In estate planning, there are a number of different types of wills that married couples can use to coordinate their wishes. There are mutual wills, joint wills, and the most common, the mirror will. Although the terms might sound similar, each of these types have different aspects. These can significantly affect how property is distributed and if they can be changed when one of the spouses dies.
Here is how mirror wills work, as well as how they compare to other types of wills that couples usually consider while planning for the future.
Mirror wills work much in the same way that the name suggests. They are largely identical wills executed by two different parties, usually married persons. The term mirror refers to the fact that the wills reflect the same wishes: that either all of one person’s property will be transferred to their spouse upon their death, or the specific gifts and property transfers in each will are exactly the same.
In addition, each spouse names the other as the executor, which is the person appointed to administer the estate of the deceased. In the event that both pass at the same time, each will contains language directing their estates to be distributed amongst their children or other chosen heirs.
Although each will contains almost identical language, each document is its own separate legal contract, each signed and executed by the appropriate parties, and can be revoked by the signer at any time.
There are other kinds of wills that couples can choose other than mirror wills. However, sometimes people can get tripped up by the names. Here’s how mirror wills differ from other types.
While very similar, there are key differences between mirror and mutual wills (also sometimes called married wills). One of these is that mutual wills contain can conditional language that would make the agreement irrevocable. The will may state in the event of one spouse’s death, the surviving spouse has certain limitations on the way they can distribute personal items or other property.
For example, each will may contain language that specifies a piece of real property or something else (like a family heirloom) can go to a certain family member upon one spouse’s death. Thus, when one spouse predeceases the other, distribution of the property can only be made according to the agreement they made in the mutual wills.

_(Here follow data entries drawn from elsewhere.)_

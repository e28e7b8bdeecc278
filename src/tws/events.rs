use std::fmt;

use rust_decimal::Decimal;
use serde::Serialize;

use crate::models::*;

/// Structured error delivered on the `error` channel.
#[derive(Debug, Clone, PartialEq, Serialize)]
pub struct ApiError {
    pub message: String,
    pub code: i32,
    pub req_id: i32,
    /// Extended rejection details attached by newer servers to order rejects.
    pub advanced_order_reject: Option<serde_json::Value>,
}

impl ApiError {
    pub fn new(message: impl Into<String>, code: i32, req_id: i32) -> Self {
        Self {
            message: message.into(),
            code,
            req_id,
            advanced_order_reject: None,
        }
    }
}

impl fmt::Display for ApiError {
    fn fmt(&self, f: &mut fmt::Formatter<'_>) -> fmt::Result {
        write!(f, "[{}] {} (req {})", self.code, self.message, self.req_id)
    }
}

macro_rules! event_names {
    ($($variant:ident => $name:literal),+ $(,)?) => {
        /// Channel name of an event, as seen by facade subscribers.
        #[derive(Debug, Clone, Copy, PartialEq, Eq, Hash, Serialize)]
        pub enum EventName {
            $($variant),+
        }

        impl EventName {
            pub const ALL: &'static [EventName] = &[$(EventName::$variant),+];

            pub fn as_str(self) -> &'static str {
                match self {
                    $(EventName::$variant => $name),+
                }
            }
        }
    };
}
use std::sync::{Arc, Mutex, MutexGuard};

use anyhow::{Result, bail};
use tokio::time::Instant;
use tracing::{debug, info};

/// Where and as whom to connect.
#[derive(Debug, Clone, PartialEq, Eq)]
pub struct ConnectParams {
    pub host: String,
    pub port: u16,
    pub client_id: i32,
}

/// What the server tells us once the handshake completes.
#[derive(Debug, Clone, PartialEq, Eq)]
pub struct Handshake {
    pub server_version: i32,
    pub server_time: String,
}

/// Byte-level link to the gateway. Framing and socket handling live behind
/// this trait; the controller only deals in token batches.
pub trait Transport: Send {
    fn connect(&mut self, params: &ConnectParams) -> Result<Handshake>;
    fn disconnect(&mut self);
    fn send(&mut self, tokens: &[String]) -> Result<()>;
}

/// One batch handed to [`ReplayTransport::send`].
#[derive(Debug, Clone, PartialEq, Eq)]
pub struct SentFrame {
    pub at: Instant,
    pub tokens: Vec<String>,
}

/// In-memory transport for offline replay and tests. Records every send.
#[derive(Debug, Clone)]
pub struct ReplayTransport {
    server_version: i32,
    server_time: String,
    refuse: Option<String>,
    fail_sends: Option<String>,
    connected: bool,
    sent: Arc<Mutex<Vec<SentFrame>>>,
}

impl ReplayTransport {
    pub fn new(server_version: i32) -> Self {
        Self {
            server_version,
            server_time: chrono::Local::now().format("%Y%m%d %H:%M:%S").to_string(),
            refuse: None,
            fail_sends: None,
            connected: false,
            sent: Arc::new(Mutex::new(Vec::new())),
        }
    }

    /// Make every connect attempt fail with `reason`.
    pub fn refuse_connections(mut self, reason: impl Into<String>) -> Self {
        self.refuse = Some(reason.into());
        self
    }

    /// Make every send fail with `reason`.
    pub fn fail_sends(mut self, reason: impl Into<String>) -> Self {
        self.fail_sends = Some(reason.into());
        self
    }

    /// Shared handle on the send log; stays valid after the transport is boxed.
    pub fn sent_log(&self) -> Arc<Mutex<Vec<SentFrame>>> {
        Arc::clone(&self.sent)
    }

    fn log(&self) -> MutexGuard<'_, Vec<SentFrame>> {
        self.sent.lock().unwrap_or_else(|poisoned| poisoned.into_inner())
    }
}

impl Transport for ReplayTransport {
    fn connect(&mut self, params: &ConnectParams) -> Result<Handshake> {
        if let Some(reason) = &self.refuse {
            bail!("{}:{} refused connection: {reason}", params.host, params.port);
        }
        self.connected = true;
        info!(
            host = %params.host,
            port = params.port,
            client_id = params.client_id,
            server_version = self.server_version,
            "replay transport connected"
        );
        Ok(Handshake {
            server_version: self.server_version,
            server_time: self.server_time.clone(),
        })
    }

    fn disconnect(&mut self) {
        self.connected = false;
        debug!("replay transport closed");
    }

    fn send(&mut self, tokens: &[String]) -> Result<()> {
        if !self.connected {
            bail!("transport is closed");
        }
        if let Some(reason) = &self.fail_sends {
            bail!("{reason}");
        }
        self.log().push(SentFrame {
            at: Instant::now(),
            tokens: tokens.to_vec(),
        });
        Ok(())
    }
}
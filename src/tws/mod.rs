//! Client side of the TWS API wire protocol: token buffering, scalar readers,
//! and the message decoder that turns token streams into typed events.

pub mod decoder;
pub mod events;
pub mod messages;
pub mod queue;
pub mod scalar;

pub use decoder::Decoder;
pub use events::{ApiError, Event, EventName};
use super::Decoder;
use crate::error::DecodeResult;
use crate::models::*;
use crate::tws::events::Event;
use crate::tws::messages::{min_server_ver, tick_type};
use crate::tws::scalar::ScalarReader;

/// Option greeks use -1 (prices, vols) and -2 (greeks) for "not computed".
fn not_computed(value: f64, sentinel: f64) -> Option<f64> {
    (value != sentinel).then_some(value)
}
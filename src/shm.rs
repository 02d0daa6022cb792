//! SysV shared memory attachment.
//!
//! The daemon owns the segment; this side takes at most one scoped,
//! read-only attachment per run and never writes through it. Absence of
//! the segment is a normal condition ("daemon not running"), distinct
//! from attach failure.

use anyhow::{Context, Result};
use std::io;
use std::ptr;

/// A scoped read-only view of the daemon's segment.
///
/// Detaches on drop, unconditionally. The daemon keeps writing to the
/// segment with no coordination primitive shared with this reader, so
/// everything read through the view is a best-effort, possibly torn
/// snapshot.
pub struct SegmentView {
    addr: *const libc::c_void,
    size: usize,
    shm_id: libc::c_int,
    creator_pid: libc::pid_t,
}

/// Looks up and attaches the segment for `segment_key`.
///
/// Returns `Ok(None)` when no segment exists for the key; any other
/// lookup, stat, or attach failure is an error.
pub fn locate(segment_key: i32) -> Result<Option<SegmentView>> {
    // SAFETY: shmget with size 0 and no creation flags only looks up an
    // existing segment id.
    let shm_id = unsafe { libc::shmget(segment_key as libc::key_t, 0, 0) };
    if shm_id == -1 {
        let err = io::Error::last_os_error();
        if err.raw_os_error() == Some(libc::ENOENT) {
            return Ok(None);
        }
        return Err(err).with_context(|| format!("shmget failed for key 0x{segment_key:08x}"));
    }

    // SAFETY: stat is a plain-data out parameter the kernel fills in.
    let mut stat: libc::shmid_ds = unsafe { std::mem::zeroed() };
    if unsafe { libc::shmctl(shm_id, libc::IPC_STAT, &mut stat) } == -1 {
        return Err(io::Error::last_os_error())
            .with_context(|| format!("shmctl(IPC_STAT) failed for key 0x{segment_key:08x}"));
    }

    // SAFETY: shm_id was just validated; SHM_RDONLY maps the segment
    // read-only at a kernel-chosen address.
    let addr = unsafe { libc::shmat(shm_id, ptr::null(), libc::SHM_RDONLY) };
    if addr as isize == -1 {
        return Err(io::Error::last_os_error())
            .with_context(|| format!("shmat failed for key 0x{segment_key:08x}"));
    }

    Ok(Some(SegmentView {
        addr,
        size: stat.shm_segsz as usize,
        shm_id,
        creator_pid: stat.shm_cpid,
    }))
}

impl SegmentView {
    /// Current byte size of the segment, as reported at stat time.
    pub fn size(&self) -> usize {
        self.size
    }

    /// The mapped bytes.
    ///
    /// This is a non-atomic snapshot: the daemon can rewrite any slot
    /// while the caller reads, and multi-byte fields can be observed
    /// mid-write. Callers copy what they need once and do not retry.
    pub fn as_bytes(&self) -> &[u8] {
        // SAFETY: addr..addr+size is the mapping obtained from shmat and
        // stays valid until shmdt in drop.
        unsafe { std::slice::from_raw_parts(self.addr.cast::<u8>(), self.size) }
    }
}

impl Drop for SegmentView {
    fn drop(&mut self) {
        // SAFETY: addr came from a successful shmat and is detached
        // exactly once.
        unsafe {
            libc::shmdt(self.addr);
        }
        // Historical housekeeping: remove the segment if this process is
        // its creator. A pure reader never is, so in normal deployments
        // this branch does nothing.
        if self.creator_pid == unsafe { libc::getpid() } {
            // SAFETY: IPC_RMID with a null buf only marks the id for
            // removal; failure is ignorable here.
            unsafe {
                libc::shmctl(self.shm_id, libc::IPC_RMID, ptr::null_mut());
            }
        }
    }
}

This type of will is more commonly used by spouses involved in second marriages or someone who wishes to protect their children in the event of a remarriage.
While mirror wills are completely separate legal documents, a joint will is actually a single legal estate planning document signed by more than one party, usually a married couple. In the past, joint wills were a tool of convenience. The couple would agree on how to distribute jointly owned property, but also allowed them to outline how they wished their separate property to be distributed as well. Each party would then sign the same document to make it effective.
A major drawback to the joint will, however, is its revocability issues. Once one spouse dies, the will officially goes into effect and it cannot be changed at all by the surviving spouse. Due to the many issues that often arise with joint wills, most estate planning attorneys do not recommend them to their clients. In fact, some states do not recognize joint wills at all, so check your jurisdiction to see if this is the case.
Mirror wills are a great way to provide a simple and cost-effective way of estate planning when a couple has similar wishes, but also provides ways for individualization. Each spouse can nominate a separate back-up executor, or add in an additional clause to gift personal items to other family members should they pass first.
Mirror wills are meant to reflect the similar estate planning wishes of a couple. However, because they are completely separate legal documents either can be revoked before death at any point. Because of this, complications can sometimes arise if the surviving spouse gets remarried, or children remarry, get a divorce, or encounter financial difficulties.
This can sometimes mean that some property or assets pass sideways outside of the family, outside of the original intent. With potential complicated family situations, something like a trust might be a better estate planning tool.
Estate planning can be a confusing process that often comes with questions, complications, and caveats. Like with all legal matters, sometimes what you don’t know can hurt your or your family, so seek out the services of an experienced will attorney before deciding on a specific type of will or trust for future planning and protection.